Many assume that only human users can be granted access to an MCP gateway, and that service accounts are simply shared secrets. In reality, a non-human identity can be provisioned, scoped, and audited just like a person.
A non-human identity is any credential that represents a process, CI/CD pipeline, AI agent, or other automation rather than a human. Treating these actors as first‑class identities lets you apply least‑privilege policies, rotate secrets automatically, and trace every request back to the originating system. Without that discipline, a single leaked token can give unrestricted access to critical services for weeks.
An MCP gateway sits at layer 7 between callers and internal services, intercepting protocol traffic so it can enforce masking, require approvals, and record sessions. Because the gateway mediates every request, it is the natural place to enforce identity‑based controls for both people and machines.
Identity verification at the gateway relies on OIDC or SAML tokens issued by an external IdP. The gateway validates the token, extracts group or role claims, and maps those claims to the permissions required for the requested operation. This setup determines *who* is making the request, but it does not by itself enforce what the request may do.
hoop.dev implements the data‑path enforcement that turns a verified non-human identity into a controlled, auditable session. The gateway holds the service credentials, so the automation never sees raw passwords or keys. When a request arrives, hoop.dev checks the token’s claims against policy, optionally routes the operation to a human approver, masks sensitive fields in responses, and records the entire interaction for later replay.
Why non-human identity matters for MCP gateways
Automation is the backbone of modern development pipelines, but unchecked automation can become a blast radius multiplier. By assigning a distinct non-human identity to each pipeline, you can:
- Scope access to exactly the resources needed for that job.
- Rotate credentials on a schedule that matches the pipeline’s cadence.
- Generate reliable audit trails that tie each command to the automation that issued it.
- Apply inline data masking so that downstream services never expose raw secrets to downstream logs.
These capabilities are only effective when the enforcement point sits where the traffic actually flows – the gateway itself.
How hoop.dev enforces policies for non-human identities
Once the setup layer has authenticated the token, hoop.dev becomes the sole authority that decides whether the request proceeds.

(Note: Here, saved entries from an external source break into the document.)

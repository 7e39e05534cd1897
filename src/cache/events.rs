//! Mutation events.
//!
//! Successful mutations publish an event; the planner turns queued events
//! into the key families to mark stale.

use std::collections::VecDeque;
use std::sync::Mutex;
use std::sync::atomic::{AtomicU64, Ordering};

use time::OffsetDateTime;
use tracing::debug;
use uuid::Uuid;

use crate::domain::types::{CommentId, PostId, UserId};

use super::lock::mutex_lock;

const SOURCE: &str = "cache::events";

/// Monotonic sequence number for events published by one queue.
pub type Epoch = u64;

#[derive(Debug, Clone)]
pub struct MutationEvent {
    /// Unique identifier for idempotency (UUIDv4).
    pub id: Uuid,
    pub epoch: Epoch,
    pub kind: Mutation,
    pub timestamp: OffsetDateTime,
}

impl MutationEvent {
    pub fn new(kind: Mutation, epoch: Epoch) -> Self {
        Self {
            id: Uuid::new_v4(),
            epoch,
            kind,
            timestamp: OffsetDateTime::now_utc(),
        }
    }
}

/// A successful write, carrying the identities its invalidation needs.
#[derive(Debug, Clone, PartialEq, Eq)]
pub enum Mutation {
    // Profiles
    ProfileRegistered { user: UserId },
    ProfileSaved { user: UserId },
    ProfileUpdated { user: UserId },
    RoleAssigned { user: UserId },

    // Posts
    PostCreated { post: PostId },
    PostUpdated { post: PostId },
    PostDeleted { post: PostId },

    // Comments
    CommentCreated { post: PostId, comment: CommentId },
    CommentDeleted { post: PostId, comment: CommentId },

    // Reactions
    ReactionAdded { post: PostId },
    ReactionRemoved { post: PostId },

    // Friendships; `from` is the acting side
    FriendRequestSent { from: UserId, to: UserId },
    FriendRequestAccepted { from: UserId, to: UserId },
    FriendRequestRejected { from: UserId, to: UserId },
    Unfriended { from: UserId, to: UserId },

    // Moderation
    PostFlagged { post: PostId },
    PostUnflagged { post: PostId },
    UserBanned { user: UserId },
    UserUnbanned { user: UserId },
    PostRemovedByAdmin { post: PostId },
}

impl Mutation {
    pub fn name(&self) -> &'static str {
        match self {
            Mutation::ProfileRegistered { .. } => "profile_registered",
            Mutation::ProfileSaved { .. } => "profile_saved",
            Mutation::ProfileUpdated { .. } => "profile_updated",
            Mutation::RoleAssigned { .. } => "role_assigned",
            Mutation::PostCreated { .. } => "post_created",
            Mutation::PostUpdated { .. } => "post_updated",
            Mutation::PostDeleted { .. } => "post_deleted",
            Mutation::CommentCreated { .. } => "comment_created",
            Mutation::CommentDeleted { .. } => "comment_deleted",
            Mutation::ReactionAdded { .. } => "reaction_added",
            Mutation::ReactionRemoved { .. } => "reaction_removed",
            Mutation::FriendRequestSent { .. } => "friend_request_sent",
            Mutation::FriendRequestAccepted { .. } => "friend_request_accepted",
            Mutation::FriendRequestRejected { .. } => "friend_request_rejected",
            Mutation::Unfriended { .. } => "unfriended",
            Mutation::PostFlagged { .. } => "post_flagged",
            Mutation::PostUnflagged { .. } => "post_unflagged",
            Mutation::UserBanned { .. } => "user_banned",
            Mutation::UserUnbanned { .. } => "user_unbanned",
            Mutation::PostRemovedByAdmin { .. } => "post_removed_by_admin",
        }
    }
}

/// FIFO of published mutation events.
pub struct EventQueue {
    queue: Mutex<VecDeque<MutationEvent>>,
    epoch_counter: AtomicU64,
}

impl EventQueue {
    pub fn new() -> Self {
        Self {
            queue: Mutex::new(VecDeque::new()),
            epoch_counter: AtomicU64::new(0),
        }
    }

    pub fn next_epoch(&self) -> Epoch {
        self.epoch_counter.fetch_add(1, Ordering::SeqCst)
    }

    pub fn publish(&self, kind: Mutation) {
        let event = MutationEvent::new(kind, self.next_epoch());

        debug!(
            event_id = %event.id,
            event_epoch = event.epoch,
            mutation = event.kind.name(),
            "Mutation event enqueued"
        );

        mutex_lock(&self.queue, SOURCE, "publish").push_back(event);
    }

    /// Drain every queued event in FIFO order.
    pub fn drain(&self) -> Vec<MutationEvent> {
        mutex_lock(&self.queue, SOURCE, "drain").drain(..).collect()
    }

    pub fn len(&self) -> usize {
        mutex_lock(&self.queue, SOURCE, "len").len()
    }

    pub fn is_empty(&self) -> bool {
        self.len() == 0
    }
}

impl Default for EventQueue {
    fn default() -> Self {
        Self::new()
    }
}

It performs three core actions:
- Policy evaluation. The gateway reads the identity’s claims and matches them against a policy that defines allowed commands, target hosts, and required approvals.
- Just‑in‑time gating. If a request exceeds its baseline permissions, hoop.dev can pause the flow and present an approval request to a designated human reviewer, ensuring that elevated actions are intentional.
- Enforcement outcomes. Successful requests are recorded, responses are masked according to policy, and the entire session is stored for replay. Because hoop.dev sits in the data path, the agent never sees the underlying credential, and every action is captured.
Without hoop.dev in the data path, the token verification step would be the only control, and the automation could still execute any command it knows how to speak. The enforcement outcomes – approval workflow, masking, session recording – would disappear.
Implementing non‑human identity with an MCP gateway
Begin by defining a service account in your identity provider that represents the automation you want to protect. Assign it a minimal set of groups or roles that reflect the exact resources it needs. Next, register the MCP gateway as a connection in hoop.dev, supplying the credential that the gateway will use to reach the target service. The gateway will store this credential securely, keeping it out of the automation’s runtime environment.
When the automation initiates a request, it presents its OIDC token to the gateway. hoop.dev validates the token, extracts the non-human identity’s claims, and runs the request through the policy engine described above. If the request is within the allowed envelope, it proceeds; otherwise it is blocked or escalated for approval. All interactions are logged and can be replayed for forensic analysis.
Because the enforcement happens at the gateway, you gain a single, consistent control surface for every MCP‑based integration, whether the caller is a CI job, a scheduled data‑pipeline, or an LLM‑driven code assistant.
Next steps
Review the getting‑started guide to spin up a gateway and register a non‑human identity. The learn section contains deeper explanations of policy syntax, approval workflows, and masking rules. When you are ready to explore the source code or contribute, visit the project on GitHub.
FAQ
Do I need to change my existing CI pipelines? No. The pipelines keep using their standard client tools; they only need to acquire an OIDC token for the service account and point the client at the gateway endpoint.
Can I use multiple non‑human identities for the same pipeline? Yes. Each identity can be associated with a distinct set of policies, allowing you to separate read‑only and write‑enabled stages of a build.
What happens to logs that contain secrets? hoop.dev masks configured fields before they are written to the audit store, ensuring that secret values never appear in plain text in logs or replay sessions.